GOAL OF THE EXERCISE: Select and copy out every line in the records containing "rotate".

DATA EXTRACT:
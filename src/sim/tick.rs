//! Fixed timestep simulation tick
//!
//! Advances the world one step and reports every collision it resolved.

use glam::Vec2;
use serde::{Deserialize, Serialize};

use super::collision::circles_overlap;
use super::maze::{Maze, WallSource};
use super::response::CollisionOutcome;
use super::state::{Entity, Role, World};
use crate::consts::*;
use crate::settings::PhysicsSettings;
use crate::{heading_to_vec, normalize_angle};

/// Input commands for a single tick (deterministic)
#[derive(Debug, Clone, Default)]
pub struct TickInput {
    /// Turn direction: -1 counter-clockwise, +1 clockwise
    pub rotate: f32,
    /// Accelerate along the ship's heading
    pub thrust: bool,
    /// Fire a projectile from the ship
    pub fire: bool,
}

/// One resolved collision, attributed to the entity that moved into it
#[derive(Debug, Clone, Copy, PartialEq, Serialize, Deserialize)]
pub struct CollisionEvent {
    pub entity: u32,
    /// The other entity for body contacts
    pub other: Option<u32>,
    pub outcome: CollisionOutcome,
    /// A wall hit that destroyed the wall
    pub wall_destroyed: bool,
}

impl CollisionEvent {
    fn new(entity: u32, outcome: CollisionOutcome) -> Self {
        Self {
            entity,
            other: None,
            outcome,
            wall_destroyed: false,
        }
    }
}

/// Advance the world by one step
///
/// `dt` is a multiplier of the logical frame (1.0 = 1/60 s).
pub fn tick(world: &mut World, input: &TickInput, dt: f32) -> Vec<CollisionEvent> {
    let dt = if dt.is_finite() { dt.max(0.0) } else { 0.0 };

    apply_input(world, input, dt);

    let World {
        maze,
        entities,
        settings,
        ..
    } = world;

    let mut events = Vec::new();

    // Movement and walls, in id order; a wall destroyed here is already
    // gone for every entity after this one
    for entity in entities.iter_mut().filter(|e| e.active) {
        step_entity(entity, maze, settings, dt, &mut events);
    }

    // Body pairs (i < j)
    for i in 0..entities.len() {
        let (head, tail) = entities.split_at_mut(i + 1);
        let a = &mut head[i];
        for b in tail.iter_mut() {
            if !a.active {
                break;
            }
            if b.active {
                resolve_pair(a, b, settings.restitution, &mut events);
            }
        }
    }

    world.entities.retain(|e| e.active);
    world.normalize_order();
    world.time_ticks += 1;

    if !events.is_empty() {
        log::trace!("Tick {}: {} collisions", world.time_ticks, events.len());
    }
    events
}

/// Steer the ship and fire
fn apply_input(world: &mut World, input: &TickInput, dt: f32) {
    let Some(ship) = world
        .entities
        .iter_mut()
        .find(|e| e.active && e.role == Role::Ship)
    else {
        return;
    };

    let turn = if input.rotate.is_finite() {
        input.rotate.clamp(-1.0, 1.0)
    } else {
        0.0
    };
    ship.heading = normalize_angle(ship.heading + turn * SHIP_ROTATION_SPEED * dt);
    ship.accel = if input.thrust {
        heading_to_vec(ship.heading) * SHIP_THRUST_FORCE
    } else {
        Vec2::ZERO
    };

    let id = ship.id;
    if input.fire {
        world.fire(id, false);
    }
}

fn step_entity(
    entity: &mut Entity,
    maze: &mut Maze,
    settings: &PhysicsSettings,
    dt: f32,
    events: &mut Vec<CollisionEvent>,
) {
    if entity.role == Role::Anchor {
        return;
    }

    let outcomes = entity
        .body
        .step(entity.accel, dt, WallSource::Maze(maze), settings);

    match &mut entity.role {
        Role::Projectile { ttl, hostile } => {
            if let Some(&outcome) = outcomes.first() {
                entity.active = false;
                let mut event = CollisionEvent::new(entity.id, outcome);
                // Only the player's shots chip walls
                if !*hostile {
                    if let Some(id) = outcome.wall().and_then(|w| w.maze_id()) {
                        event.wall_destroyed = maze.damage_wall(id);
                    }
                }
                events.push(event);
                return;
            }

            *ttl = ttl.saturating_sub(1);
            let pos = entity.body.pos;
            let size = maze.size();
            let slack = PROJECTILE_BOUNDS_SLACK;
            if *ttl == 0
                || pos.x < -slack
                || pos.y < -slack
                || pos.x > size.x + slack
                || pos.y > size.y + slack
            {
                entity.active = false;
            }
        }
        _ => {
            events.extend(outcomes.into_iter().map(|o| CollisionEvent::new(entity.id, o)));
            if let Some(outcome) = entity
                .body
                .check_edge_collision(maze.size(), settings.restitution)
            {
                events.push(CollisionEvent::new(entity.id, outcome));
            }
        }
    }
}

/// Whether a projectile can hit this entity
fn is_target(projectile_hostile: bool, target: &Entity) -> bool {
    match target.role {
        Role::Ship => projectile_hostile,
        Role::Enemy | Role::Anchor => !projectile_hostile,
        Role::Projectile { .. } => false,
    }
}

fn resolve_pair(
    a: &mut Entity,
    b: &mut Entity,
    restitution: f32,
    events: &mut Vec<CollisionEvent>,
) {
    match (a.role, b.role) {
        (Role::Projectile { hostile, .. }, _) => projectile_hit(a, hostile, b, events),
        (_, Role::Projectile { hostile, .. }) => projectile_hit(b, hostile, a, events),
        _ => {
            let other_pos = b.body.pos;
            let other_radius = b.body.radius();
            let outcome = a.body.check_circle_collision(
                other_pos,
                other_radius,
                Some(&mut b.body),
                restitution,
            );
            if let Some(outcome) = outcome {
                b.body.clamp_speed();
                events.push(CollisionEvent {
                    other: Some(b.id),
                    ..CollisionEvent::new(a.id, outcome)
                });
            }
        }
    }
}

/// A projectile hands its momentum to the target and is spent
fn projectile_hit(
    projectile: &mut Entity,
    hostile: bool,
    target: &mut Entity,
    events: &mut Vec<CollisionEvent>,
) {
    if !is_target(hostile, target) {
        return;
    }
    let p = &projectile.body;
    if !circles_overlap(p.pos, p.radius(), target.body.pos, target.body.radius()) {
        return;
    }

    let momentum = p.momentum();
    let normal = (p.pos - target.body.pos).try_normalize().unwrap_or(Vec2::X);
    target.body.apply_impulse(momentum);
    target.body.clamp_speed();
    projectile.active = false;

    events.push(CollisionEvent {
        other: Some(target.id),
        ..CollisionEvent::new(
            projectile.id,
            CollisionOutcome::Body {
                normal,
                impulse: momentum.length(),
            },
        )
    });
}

==

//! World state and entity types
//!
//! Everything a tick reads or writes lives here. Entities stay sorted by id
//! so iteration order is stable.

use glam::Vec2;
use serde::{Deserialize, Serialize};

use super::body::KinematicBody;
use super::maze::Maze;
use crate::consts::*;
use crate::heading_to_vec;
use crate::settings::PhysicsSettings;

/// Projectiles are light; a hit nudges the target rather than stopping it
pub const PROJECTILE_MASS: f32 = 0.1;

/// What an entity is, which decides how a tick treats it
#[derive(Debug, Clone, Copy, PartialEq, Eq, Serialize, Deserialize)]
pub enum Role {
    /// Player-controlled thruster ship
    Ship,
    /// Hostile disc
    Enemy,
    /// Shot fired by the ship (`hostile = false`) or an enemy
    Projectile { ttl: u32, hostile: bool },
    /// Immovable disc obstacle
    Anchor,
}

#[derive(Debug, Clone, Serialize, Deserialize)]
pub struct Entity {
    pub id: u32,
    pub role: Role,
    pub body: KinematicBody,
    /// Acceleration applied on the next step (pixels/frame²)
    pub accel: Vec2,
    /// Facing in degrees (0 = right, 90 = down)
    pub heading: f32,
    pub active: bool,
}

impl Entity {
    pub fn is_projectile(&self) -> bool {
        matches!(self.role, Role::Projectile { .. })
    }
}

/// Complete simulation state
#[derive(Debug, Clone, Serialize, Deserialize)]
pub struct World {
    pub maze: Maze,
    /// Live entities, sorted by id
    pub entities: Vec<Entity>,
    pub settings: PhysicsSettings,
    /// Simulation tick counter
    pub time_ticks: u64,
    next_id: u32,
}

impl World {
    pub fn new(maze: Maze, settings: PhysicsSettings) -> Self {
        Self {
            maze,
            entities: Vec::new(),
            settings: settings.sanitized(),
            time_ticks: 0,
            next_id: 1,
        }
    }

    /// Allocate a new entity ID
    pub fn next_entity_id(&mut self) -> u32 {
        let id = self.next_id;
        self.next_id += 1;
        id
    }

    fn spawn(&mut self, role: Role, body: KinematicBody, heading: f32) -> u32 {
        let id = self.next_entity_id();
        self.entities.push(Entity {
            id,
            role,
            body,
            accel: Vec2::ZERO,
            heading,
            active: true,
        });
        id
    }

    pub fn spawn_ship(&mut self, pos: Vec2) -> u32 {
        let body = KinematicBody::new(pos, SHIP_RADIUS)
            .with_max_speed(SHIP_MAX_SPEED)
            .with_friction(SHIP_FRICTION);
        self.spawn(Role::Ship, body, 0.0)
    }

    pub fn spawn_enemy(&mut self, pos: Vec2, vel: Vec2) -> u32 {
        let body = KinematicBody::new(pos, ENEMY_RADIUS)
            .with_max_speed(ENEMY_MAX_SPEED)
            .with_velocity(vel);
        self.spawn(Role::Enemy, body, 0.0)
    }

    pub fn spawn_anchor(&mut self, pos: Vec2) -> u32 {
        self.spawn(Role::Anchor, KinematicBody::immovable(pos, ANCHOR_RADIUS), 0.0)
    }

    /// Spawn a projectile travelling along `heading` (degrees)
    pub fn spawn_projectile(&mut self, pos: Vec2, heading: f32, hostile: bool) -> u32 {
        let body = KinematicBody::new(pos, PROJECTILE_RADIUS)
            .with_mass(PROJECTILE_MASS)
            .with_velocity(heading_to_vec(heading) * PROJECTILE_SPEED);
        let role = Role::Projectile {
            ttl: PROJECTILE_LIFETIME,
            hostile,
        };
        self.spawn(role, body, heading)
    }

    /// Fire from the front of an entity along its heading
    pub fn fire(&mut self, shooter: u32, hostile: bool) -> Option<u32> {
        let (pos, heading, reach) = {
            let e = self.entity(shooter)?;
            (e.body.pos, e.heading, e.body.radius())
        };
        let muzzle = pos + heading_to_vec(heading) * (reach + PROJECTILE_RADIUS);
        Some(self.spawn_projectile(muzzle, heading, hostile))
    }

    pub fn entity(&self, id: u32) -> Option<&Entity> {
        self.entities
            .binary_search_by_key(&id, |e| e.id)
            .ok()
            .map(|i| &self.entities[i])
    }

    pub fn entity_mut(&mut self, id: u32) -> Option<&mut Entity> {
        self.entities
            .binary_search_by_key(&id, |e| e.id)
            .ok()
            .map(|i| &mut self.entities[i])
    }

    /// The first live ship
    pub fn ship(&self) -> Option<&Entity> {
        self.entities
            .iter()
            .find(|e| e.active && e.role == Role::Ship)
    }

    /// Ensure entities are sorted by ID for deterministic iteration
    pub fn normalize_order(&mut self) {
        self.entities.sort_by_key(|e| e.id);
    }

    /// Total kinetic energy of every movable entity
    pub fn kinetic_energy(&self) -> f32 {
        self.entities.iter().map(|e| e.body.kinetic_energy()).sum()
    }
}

OUTPUT FOR THIS EXERCISE:
    pub rotate: f32,
    let turn = if input.rotate.is_finite() {
        input.rotate.clamp(-1.0, 1.0)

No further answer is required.